LLMdoctor: Token-Level Flow-Guided Preference Optimization for Efficient Test-Time Alignment of Large Language Models
This addresses the computational expense and inflexibility of traditional fine-tuning for aligning LLMs, offering a more efficient and effective solution for AI developers and researchers.
The paper tackles the problem of aligning large language models with human preferences efficiently at test-time, introducing LLMdoctor, which uses token-level flow-guided preference optimization to outperform existing methods and even surpass full fine-tuning approaches like DPO in performance.

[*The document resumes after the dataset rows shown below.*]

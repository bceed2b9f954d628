//! Process-wide state, built once at startup and shared by every handler.

use std::sync::{Arc, Mutex};

use tokio::sync::watch;
use tokio::task::JoinHandle;

use crate::admission::AdmissionGate;
use crate::backend::{
    CompletionBackend, HttpSearchBackend, InMemoryResultStore, OpenAiCompletionBackend, ResultStore,
    SearchBackend,
};
use crate::cache::SingleFlightCache;
use crate::config::{ConfigError, GatewayConfig};
use crate::error::GatewayError;
use crate::orchestrator::RequestOrchestrator;
use crate::quota::{QuotaLimiter, QuotaPeriod, COMPLETION_COUNTER};
use crate::retry::RetryPolicy;
use crate::service::QueryService;
use crate::timeout::TimeoutPolicy;

/// Admission gates, one per gated route.
#[derive(Debug, Clone)]
pub struct RouteGates {
    pub query: AdmissionGate,
    pub like_read: AdmissionGate,
    pub like_write: AdmissionGate,
}

impl RouteGates {
    pub fn from_config(config: &GatewayConfig) -> Self {
        Self {
            query: AdmissionGate::new(&config.query_limits),
            like_read: AdmissionGate::new(&config.like_read_limits),
            like_write: AdmissionGate::new(&config.like_write_limits),
        }
    }

    async fn prune(&self) -> Result<usize, GatewayError> {
        Ok(self.query.prune().await? + self.like_read.prune().await? + self.like_write.prune().await?)
    }
}

#[derive(Debug)]
pub struct Gateway {
    service: QueryService,
    gates: RouteGates,
    shutdown: watch::Sender<bool>,
    sweeper: Mutex<Option<JoinHandle<()>>>,
}

impl Gateway {
    /// Wire up backends, policies, and gates from `config`.
    pub fn new(config: &GatewayConfig) -> Result<Arc<Self>, ConfigError> {
        config.validate()?;
        let client = reqwest::Client::new();

        let search: Arc<dyn SearchBackend> =
            Arc::new(HttpSearchBackend::new(client.clone(), config.search_url.clone()));
        let completions: Arc<dyn CompletionBackend> = Arc::new(OpenAiCompletionBackend::new(
            client,
            config.openai_url.clone(),
            config.openai_api_key.clone(),
            config.openai_model.clone(),
        ));
        let store: Arc<dyn ResultStore> = Arc::new(InMemoryResultStore::new());

        let retry = RetryPolicy::builder()
            .name("upstream")
            .max_attempts(config.retry_attempts)
            .delay(config.retry_delay)
            .should_retry(GatewayError::is_retryable)
            .build()?;
        let orchestrator = RequestOrchestrator::new(
            Arc::new(SingleFlightCache::new()),
            Arc::new(QuotaLimiter::new().with_counter(
                COMPLETION_COUNTER,
                config.token_budget,
                QuotaPeriod::Month,
            )),
            retry,
            TimeoutPolicy::new(config.upstream_timeout),
        );

        let service = QueryService::new(orchestrator, search, completions, store);
        Ok(Self::from_parts(service, RouteGates::from_config(config)))
    }

    /// Assemble a gateway from prebuilt parts.
    pub fn from_parts(service: QueryService, gates: RouteGates) -> Arc<Self> {
        let (shutdown, _) = watch::channel(false);
        Arc::new(Self { service, gates, shutdown, sweeper: Mutex::new(None) })
    }

    pub fn service(&self) -> &QueryService {
        &self.service
    }

    pub fn gates(&self) -> &RouteGates {
        &self.gates
    }

    /// Resolves once [`shutdown`](Self::shutdown) has been called.
    pub fn shutdown_signal(&self) -> impl std::future::Future<Output = ()> + Send + 'static {
        let mut rx = self.shutdown.subscribe();
        async move {
            let _ = rx.wait_for(|stopped| *stopped).await;
        }
    }

    /// Start purging expired cache entries and admission windows every
    /// `interval`. Calling it again replaces the running sweeper.
    pub fn start_sweeper(self: &Arc<Self>, interval: std::time::Duration) {
        let cache_sweeper = self
            .service
            .orchestrator()
            .cache()
            .clone()
            .spawn_sweeper(interval, self.shutdown.subscribe());

        let gateway = Arc::downgrade(self);
        let mut shutdown = self.shutdown.subscribe();
        let handle = tokio::spawn(async move {
            let mut ticker = tokio::time::interval(interval);
            loop {
                tokio::select! {
                    _ = ticker.tick() => {
                        let Some(gateway) = gateway.upgrade() else { break };
                        match gateway.gates.prune().await {
                            Ok(0) => {}
                            Ok(pruned) => tracing::debug!(pruned, "pruned admission windows"),
                            Err(err) => tracing::warn!(error = %err, "failed to prune admission windows"),
                        }
                    }
                    changed = shutdown.changed() => {
                        if changed.is_err() || *shutdown.borrow() {
                            break;
                        }
                    }
                }
            }
            let _ = cache_sweeper.await;
        });

        let previous = self.sweeper.lock().unwrap_or_else(|p| p.into_inner()).replace(handle);
        if let Some(previous) = previous {
            previous.abort();
        }
    }

    /// Stop background work and release anything waiting on
    /// [`shutdown_signal`](Self::shutdown_signal).
    pub async fn shutdown(&self) {
        self.shutdown.send_replace(true);
        let sweeper = self.sweeper.lock().unwrap_or_else(|p| p.into_inner()).take();
        if let Some(handle) = sweeper {
            let _ = handle.await;
        }
        tracing::info!("gateway shut down");
    }
}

Aligning Large Language Models (LLMs) with human preferences is critical, yet traditional fine-tuning methods are computationally expensive and inflexible. While test-time alignment offers a promising alternative, existing approaches often rely on distorted trajectory-level signals or inefficient sampling, fundamentally capping performance and failing to preserve the generative diversity of the base model. This paper introduces LLMdoctor, a novel framework for efficient test-time alignment that operates via a patient-doctor paradigm. It integrates token-level reward acquisition with token-level flow-guided preference optimization (TFPO) to steer a large, frozen patient LLM with a smaller, specialized doctor model. Unlike conventional methods that rely on trajectory-level rewards, LLMdoctor first extracts fine-grained, token-level preference signals from the patient model's behavioral variations. These signals then guide the training of the doctor model via TFPO, which establishes flow consistency across all subtrajectories, enabling precise token-by-token alignment while inherently preserving generation diversity. Extensive experiments demonstrate that LLMdoctor significantly outperforms existing test-time alignment methods and even surpasses the performance of full fine-tuning approaches like DPO.